* [ABOUT THIS TASK] What lines of the data hold the string "shift"? Copy them all.

* [STORED DATA]

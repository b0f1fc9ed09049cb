//! Narration synthesis and word alignment for the shorts pipeline.
//!
//! - [`SpeechSynthesizer`] backends: the `edge-tts` CLI and SSML over HTTP
//! - [`WordAligner`] backed by an alignment service, with uniform slicing
//!   as the fallback
//! - [`NarrationEngine`] enriching scenes with audio, duration and words

pub mod align;
pub mod config;
pub mod engine;
pub mod error;
pub mod ssml;
pub mod synth;

pub use align::{parse_alignment, uniform_slices, AlignmentServiceClient, WordAligner};
pub use config::{NarrationConfig, SynthesisBackend};
pub use engine::NarrationEngine;
pub use error::{SpeechError, SpeechResult};
pub use ssml::build_ssml;
pub use synth::{EdgeTtsSynthesizer, SpeechSynthesizer, SsmlHttpSynthesizer, SynthesisRequest};
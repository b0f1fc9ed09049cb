//! Shared data models for the shorts rendering pipeline.
//!
//! This crate provides Serde-serializable types for:
//! - Scenes, word timestamps and emotion/prosody presets
//! - Encoder choice and encoding configuration
//! - Subtitle tracks and ASS timecodes
//! - Campaign manifests and render results

pub mod campaign;
pub mod emotion;
pub mod encoding;
pub mod render;
pub mod scene;
pub mod subtitle;
pub mod timestamp;

// Re-export common types
pub use campaign::{CampaignId, CampaignManifest, SceneSpec};
pub use emotion::{EmotionTag, ProsodyPreset};
pub use encoding::{EncoderChoice, EncodingConfig};
pub use render::{CampaignRenderResult, RenderWarning};
pub use scene::{
    normalize_words, sanitize_duration, AlignmentSource, Scene, WordTimestamp,
    DEFAULT_FALLBACK_DURATION_SECS,
};
pub use subtitle::{StyleName, SubtitleCue, SubtitleStyle, SubtitleTrack};
pub use timestamp::seconds_to_timecode;
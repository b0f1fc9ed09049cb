//! Worker error types.

use thiserror::Error;

use shorts_media::MediaError;
use shorts_speech::SpeechError;

pub type WorkerResult<T> = Result<T, WorkerError>;

#[derive(Debug, Error)]
pub enum WorkerError {
    #[error("Configuration error: {0}")]
    Config(String),

    #[error("Invalid manifest: {0}")]
    Manifest(String),

    #[error("Campaign cancelled")]
    Cancelled,

    #[error("Media error: {0}")]
    Media(#[from] MediaError),

    #[error("Speech error: {0}")]
    Speech(#[from] SpeechError),

    #[error("IO error: {0}")]
    Io(#[from] std::io::Error),

    #[error("JSON error: {0}")]
    Json(#[from] serde_json::Error),
}

impl WorkerError {
    pub fn config(msg: impl Into<String>) -> Self {
        Self::Config(msg.into())
    }

    pub fn manifest(msg: impl Into<String>) -> Self {
        Self::Manifest(msg.into())
    }

    /// Whether the campaign stopped because cancellation was requested,
    /// whichever stage noticed it.
    pub fn is_cancelled(&self) -> bool {
        match self {
            WorkerError::Cancelled => true,
            WorkerError::Media(e) => e.is_cancelled(),
            WorkerError::Speech(SpeechError::Cancelled) => true,
            WorkerError::Speech(SpeechError::Media(e)) => e.is_cancelled(),
            _ => false,
        }
    }
}
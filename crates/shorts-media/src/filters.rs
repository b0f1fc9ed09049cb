//! FFmpeg filter graph builders.
//!
//! All builders return plain strings so they can be checked without running
//! FFmpeg.

use std::path::Path;

/// Pixel rectangle cut out of the source frame.
#[derive(Debug, Clone, Copy, PartialEq, Eq)]
pub struct CropRect {
    pub x: u32,
    pub y: u32,
    pub width: u32,
    pub height: u32,
}

impl CropRect {
    /// Inset every edge by `floor(dimension * fraction)`. The remaining
    /// width and height are rounded down to even values for yuv420p.
    pub fn inset(width: u32, height: u32, fraction: f64) -> Self {
        let fraction = if fraction.is_finite() {
            fraction.clamp(0.0, 0.25)
        } else {
            0.0
        };

        let x = (width as f64 * fraction).floor() as u32;
        let y = (height as f64 * fraction).floor() as u32;

        Self {
            x,
            y,
            width: even(width.saturating_sub(2 * x)).max(2),
            height: even(height.saturating_sub(2 * y)).max(2),
        }
    }
}

fn even(v: u32) -> u32 {
    v - (v % 2)
}

/// Brightness/contrast/saturation shift applied through `eq`.
#[derive(Debug, Clone, Copy, PartialEq)]
pub struct ColorGrade {
    pub brightness: f64,
    pub contrast: f64,
    pub saturation: f64,
}

/// Everything the laundering filter chain needs.
#[derive(Debug, Clone, Copy, PartialEq)]
pub struct LaunderFilter {
    pub crop: CropRect,
    pub target_width: u32,
    pub target_height: u32,
    pub speed_factor: f64,
    pub sharpen_amount: f64,
    pub color: ColorGrade,
    pub fps: u32,
}

impl LaunderFilter {
    /// Build the `-vf` chain: crop, fill-scale to target, retime, sharpen,
    /// color shift, constant frame rate.
    pub fn build(&self) -> String {
        let tw = self.target_width;
        let th = self.target_height;
        format!(
            "crop={}:{}:{}:{},\
             scale={tw}:{th}:force_original_aspect_ratio=increase:flags=lanczos,crop={tw}:{th},setsar=1,\
             setpts=PTS/{:.3},\
             unsharp=5:5:{:.2}:5:5:0,\
             eq=brightness={:.3}:contrast={:.3}:saturation={:.3},\
             fps={}",
            self.crop.width,
            self.crop.height,
            self.crop.x,
            self.crop.y,
            self.speed_factor,
            self.sharpen_amount,
            self.color.brightness,
            self.color.contrast,
            self.color.saturation,
            self.fps,
        )
    }
}

/// Fit into `width`x`height` without distortion, padding with black.
pub fn letterbox_filter(width: u32, height: u32, fps: u32) -> String {
    format!(
        "scale={w}:{h}:force_original_aspect_ratio=decrease,\
         pad={w}:{h}:(ow-iw)/2:(oh-ih)/2:black,setsar=1,fps={fps}",
        w = width,
        h = height,
        fps = fps
    )
}

/// Letterbox and freeze the last frame for up to `pad_secs` so a short clip
/// can fill its slot. The output is cut with `-t`.
pub fn segment_filter(width: u32, height: u32, fps: u32, pad_secs: f64) -> String {
    let mut filter = letterbox_filter(width, height, fps);
    if pad_secs > 0.0 {
        filter.push_str(&format!(",tpad=stop_mode=clone:stop_duration={:.3}", pad_secs));
    }
    filter
}

/// Escape a path for use inside a quoted filter option.
pub fn escape_filter_path(path: &str) -> String {
    path.replace('\\', "\\\\")
        .replace('\'', "\\'")
        .replace(':', "\\:")
}

/// Burn-in filter for an ASS subtitle file.
pub fn subtitle_filter(ass_path: &Path) -> String {
    format!("ass='{}'", escape_filter_path(&ass_path.to_string_lossy()))
}

/// Join `durations.len()` audio inputs (starting at input 0) into one mono
/// 44.1 kHz track labelled `[narration]`.
///
/// Each input is padded with silence and cut to its slot duration so the
/// narration stays in lockstep with the video segments.
pub fn narration_concat_graph(durations: &[f64]) -> String {
    let mut graph = String::new();
    for (i, d) in durations.iter().enumerate() {
        graph.push_str(&format!(
            "[{i}:a]aresample=44100,aformat=channel_layouts=mono,apad,atrim=0:{d:.3},asetpts=PTS-STARTPTS[a{i}];"
        ));
    }
    for i in 0..durations.len() {
        graph.push_str(&format!("[a{i}]"));
    }
    graph.push_str(&format!(
        "concat=n={}:v=0:a=1[narration]",
        durations.len()
    ));
    graph
}

/// Background music settings for the final mix.
#[derive(Debug, Clone, Copy, PartialEq)]
pub struct MusicMix {
    /// Linear gain applied to the music bed
    pub volume: f64,
    pub fade_in_secs: f64,
    pub fade_out_secs: f64,
}

/// Final-pass filter graph over input 0 (video), 1 (narration) and
/// optionally 2 (looped music). Produces `[vout]` and `[aout]`.
pub fn final_mix_graph(
    subtitles: Option<&Path>,
    music: Option<&MusicMix>,
    total_secs: f64,
) -> String {
    let video = match subtitles {
        Some(path) => format!("[0:v]{}[vout]", subtitle_filter(path)),
        None => "[0:v]null[vout]".to_string(),
    };

    let audio = match music {
        Some(mix) => {
            let fade_out_start = (total_secs - mix.fade_out_secs).max(0.0);
            format!(
                "[1:a]aresample=44100[nar];\
                 [2:a]aresample=44100,volume={:.3},afade=t=in:st=0:d={:.2},afade=t=out:st={:.3}:d={:.2}[bgm];\
                 [nar][bgm]amix=inputs=2:duration=first:dropout_transition=2:normalize=0[aout]",
                mix.volume, mix.fade_in_secs, fade_out_start, mix.fade_out_secs
            )
        }
        None => "[1:a]aresample=44100[aout]".to_string(),
    };

    format!("{};{}", video, audio)
}
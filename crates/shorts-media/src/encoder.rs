//! Process-wide encoder choice with one-way hardware-to-software fallback.

use std::sync::RwLock;
use std::time::Duration;
use tokio::sync::Mutex;
use tracing::{info, warn};

use shorts_models::{EncoderChoice, EncodingConfig};

use crate::command::FfmpegCommand;
use crate::error::{MediaError, MediaResult};
use crate::fs_utils::is_nonempty_file;
use crate::metrics;
use crate::probe::MediaProbe;

/// Characters of ffmpeg stderr kept in encode errors.
const STDERR_TAIL_CHARS: usize = 500;

/// Caches the detected encoder for the lifetime of the process.
///
/// Detection runs at most once per [`reset`](Self::reset). After a hardware
/// failure the registry switches to software and never switches back on
/// its own.
pub struct EncoderRegistry {
    encoding: EncodingConfig,
    state: RwLock<Option<EncoderChoice>>,
    detect_lock: Mutex<()>,
}

/// How an encode finished.
#[derive(Debug, Clone, Copy, PartialEq, Eq)]
pub struct EncodeOutcome {
    /// Encoder that produced the output
    pub choice: EncoderChoice,
    /// Whether a hardware failure forced a software retry
    pub fell_back: bool,
}

impl EncoderRegistry {
    pub fn new(encoding: EncodingConfig) -> Self {
        Self {
            encoding,
            state: RwLock::new(None),
            detect_lock: Mutex::new(()),
        }
    }

    /// Registry with a fixed starting choice; detection is skipped.
    pub fn with_choice(encoding: EncodingConfig, choice: EncoderChoice) -> Self {
        Self {
            encoding,
            state: RwLock::new(Some(choice)),
            detect_lock: Mutex::new(()),
        }
    }

    pub fn encoding(&self) -> &EncodingConfig {
        &self.encoding
    }

    /// The cached choice, if detection already ran.
    pub fn cached(&self) -> Option<EncoderChoice> {
        *self.state.read().unwrap_or_else(|e| e.into_inner())
    }

    /// Current choice, detecting it on first use.
    pub async fn resolve(&self, probe: &MediaProbe) -> EncoderChoice {
        if let Some(choice) = self.cached() {
            return choice;
        }

        let _guard = self.detect_lock.lock().await;
        // Another task may have finished detection while we waited
        if let Some(choice) = self.cached() {
            return choice;
        }

        let choice = probe.detect_encoder(&self.encoding).await;
        let mut state = self.state.write().unwrap_or_else(|e| e.into_inner());
        // A concurrent hardware failure wins over a fresh detection
        let choice = match *state {
            Some(EncoderChoice::SoftwareFallback) => EncoderChoice::SoftwareFallback,
            _ => choice,
        };
        *state = Some(choice);
        info!("Encoder selected: {}", choice);
        choice
    }

    /// Record a hardware failure. Returns true if this call flipped the choice.
    pub fn mark_hardware_failed(&self) -> bool {
        let mut state = self.state.write().unwrap_or_else(|e| e.into_inner());
        let flipped = *state != Some(EncoderChoice::SoftwareFallback);
        *state = Some(EncoderChoice::SoftwareFallback);
        flipped
    }

    /// Forget the cached choice so the next [`resolve`](Self::resolve) re-detects.
    pub fn reset(&self) {
        *self.state.write().unwrap_or_else(|e| e.into_inner()) = None;
    }

    /// Run an encode with the current choice, retrying once in software if
    /// the hardware attempt fails.
    ///
    /// `build` must produce the full command for a given choice. An attempt
    /// only counts as successful if its output file exists and is non-empty.
    pub async fn encode_with_fallback<F>(
        &self,
        probe: &MediaProbe,
        stage: &str,
        timeout: Duration,
        build: F,
    ) -> MediaResult<EncodeOutcome>
    where
        F: Fn(EncoderChoice, &EncodingConfig) -> FfmpegCommand,
    {
        let choice = self.resolve(probe).await;

        match self.attempt(probe, choice, timeout, &build).await {
            Ok(()) => Ok(EncodeOutcome {
                choice,
                fell_back: false,
            }),
            Err(e) if choice.is_hardware() && !e.is_cancelled() => {
                warn!(
                    stage = stage,
                    "Hardware encode failed ({}), retrying with {}",
                    e,
                    self.encoding.software_codec
                );
                if self.mark_hardware_failed() {
                    metrics::record_encoder_fallback(stage);
                }

                self.attempt(probe, EncoderChoice::SoftwareFallback, timeout, &build)
                    .await?;
                Ok(EncodeOutcome {
                    choice: EncoderChoice::SoftwareFallback,
                    fell_back: true,
                })
            }
            Err(e) => Err(e),
        }
    }

    async fn attempt<F>(
        &self,
        probe: &MediaProbe,
        choice: EncoderChoice,
        timeout: Duration,
        build: &F,
    ) -> MediaResult<()>
    where
        F: Fn(EncoderChoice, &EncodingConfig) -> FfmpegCommand,
    {
        let cmd = build(choice, &self.encoding);
        let codec = self.encoding.codec(choice).to_string();

        let output = probe
            .runner()
            .run("ffmpeg", &cmd.build_args(), timeout)
            .await
            .map_err(|e| match e {
                MediaError::Timeout(_) | MediaError::ToolNotFound(_) => e,
                other => MediaError::encode_failed(&codec, other.to_string(), None, None),
            })?;

        if !output.success() {
            return Err(MediaError::encode_failed(
                codec,
                format!("ffmpeg exited with {:?}", output.exit_code),
                Some(output.stderr_tail(STDERR_TAIL_CHARS)),
                output.exit_code,
            ));
        }

        if !is_nonempty_file(cmd.output_path()).await {
            return Err(MediaError::encode_failed(
                codec,
                format!("no output written to {}", cmd.output_path().display()),
                Some(output.stderr_tail(STDERR_TAIL_CHARS)),
                output.exit_code,
            ));
        }

        Ok(())
    }
}

#[cfg(test)]
mod tests {
    use super::*;
    use crate::runner::{CommandOutput, MockCommandRunner};
    use std::sync::atomic::{AtomicUsize, Ordering};
    use std::sync::Arc;

    fn build_into(path: std::path::PathBuf) -> impl Fn(EncoderChoice, &EncodingConfig) -> FfmpegCommand {
        move |choice, enc| {
            FfmpegCommand::new(&path)
                .input_with(enc.input_args(choice), "in.mp4")
                .output_args(enc.video_args(choice))
        }
    }

    /// Runner whose encodes fail for `fail_codec` and write `out` otherwise.
    fn scripted_runner(fail_codec: &'static str, out: std::path::PathBuf) -> MockCommandRunner {
        let mut runner = MockCommandRunner::new();
        runner.expect_run().returning(move |_, args, _| {
            if args.iter().any(|a| a == fail_codec) {
                Ok(CommandOutput::failed(1, "OpenEncodeSessionEx failed"))
            } else {
                std::fs::write(&out, b"video").unwrap();
                Ok(CommandOutput::ok(Vec::new()))
            }
        });
        runner
    }

    #[tokio::test]
    async fn test_resolve_detects_once() {
        let calls = Arc::new(AtomicUsize::new(0));
        let counter = Arc::clone(&calls);
        let mut runner = MockCommandRunner::new();
        runner.expect_run().returning(move |_, _, _| {
            counter.fetch_add(1, Ordering::SeqCst);
            Ok(CommandOutput::ok(Vec::new()))
        });

        let probe = MediaProbe::new(Arc::new(runner));
        let registry = EncoderRegistry::new(EncodingConfig::default());

        // Empty listing means no hardware encoder
        assert_eq!(registry.resolve(&probe).await, EncoderChoice::SoftwareFallback);
        assert_eq!(registry.resolve(&probe).await, EncoderChoice::SoftwareFallback);
        assert_eq!(calls.load(Ordering::SeqCst), 1);

        registry.reset();
        assert_eq!(registry.cached(), None);
        registry.resolve(&probe).await;
        assert_eq!(calls.load(Ordering::SeqCst), 2);
    }

    #[test]
    fn test_mark_hardware_failed_is_one_way() {
        let registry = EncoderRegistry::with_choice(
            EncodingConfig::default(),
            EncoderChoice::HardwareAccelerated,
        );
        assert!(registry.mark_hardware_failed());
        assert!(!registry.mark_hardware_failed());
        assert_eq!(registry.cached(), Some(EncoderChoice::SoftwareFallback));
    }

    #[tokio::test]
    async fn test_hardware_failure_retries_in_software() {
        let dir = tempfile::tempdir().unwrap();
        let out = dir.path().join("out.mp4");

        let probe = MediaProbe::new(Arc::new(scripted_runner("h264_nvenc", out.clone())));
        let registry = EncoderRegistry::with_choice(
            EncodingConfig::default(),
            EncoderChoice::HardwareAccelerated,
        );

        let outcome = registry
            .encode_with_fallback(&probe, "test", Duration::from_secs(5), build_into(out))
            .await
            .unwrap();

        assert_eq!(outcome.choice, EncoderChoice::SoftwareFallback);
        assert!(outcome.fell_back);
        assert_eq!(registry.cached(), Some(EncoderChoice::SoftwareFallback));
    }

    #[tokio::test]
    async fn test_hardware_then_software_failure_tries_exactly_twice() {
        let dir = tempfile::tempdir().unwrap();
        let out = dir.path().join("out.mp4");

        let mut runner = MockCommandRunner::new();
        runner
            .expect_run()
            .times(2)
            .returning(|_, _, _| Ok(CommandOutput::failed(1, "encoder error")));

        let probe = MediaProbe::new(Arc::new(runner));
        let registry = EncoderRegistry::with_choice(
            EncodingConfig::default(),
            EncoderChoice::HardwareAccelerated,
        );

        let err = registry
            .encode_with_fallback(&probe, "test", Duration::from_secs(5), build_into(out))
            .await
            .unwrap_err();
        assert!(matches!(err, MediaError::EncodeFailed { ref encoder, .. } if encoder == "libx264"));
        assert_eq!(registry.cached(), Some(EncoderChoice::SoftwareFallback));
    }

    #[tokio::test]
    async fn test_software_failure_is_terminal() {
        let dir = tempfile::tempdir().unwrap();
        let out = dir.path().join("out.mp4");

        let probe = MediaProbe::new(Arc::new(scripted_runner("libx264", out.clone())));
        let registry = EncoderRegistry::with_choice(
            EncodingConfig::default(),
            EncoderChoice::SoftwareFallback,
        );

        let err = registry
            .encode_with_fallback(&probe, "test", Duration::from_secs(5), build_into(out))
            .await
            .unwrap_err();
        assert!(matches!(err, MediaError::EncodeFailed { ref encoder, .. } if encoder == "libx264"));
    }

    #[tokio::test]
    async fn test_success_without_output_is_failure() {
        let dir = tempfile::tempdir().unwrap();
        let out = dir.path().join("never-written.mp4");

        let mut runner = MockCommandRunner::new();
        runner
            .expect_run()
            .returning(|_, _, _| Ok(CommandOutput::ok(Vec::new())));

        let probe = MediaProbe::new(Arc::new(runner));
        let registry = EncoderRegistry::with_choice(
            EncodingConfig::default(),
            EncoderChoice::SoftwareFallback,
        );

        let err = registry
            .encode_with_fallback(&probe, "test", Duration::from_secs(5), build_into(out))
            .await
            .unwrap_err();
        assert!(matches!(err, MediaError::EncodeFailed { .. }));
    }
}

* [YOUR RESPONSE]
/// Brightness/contrast/saturation shift applied through `eq`.
    /// color shift, constant frame rate.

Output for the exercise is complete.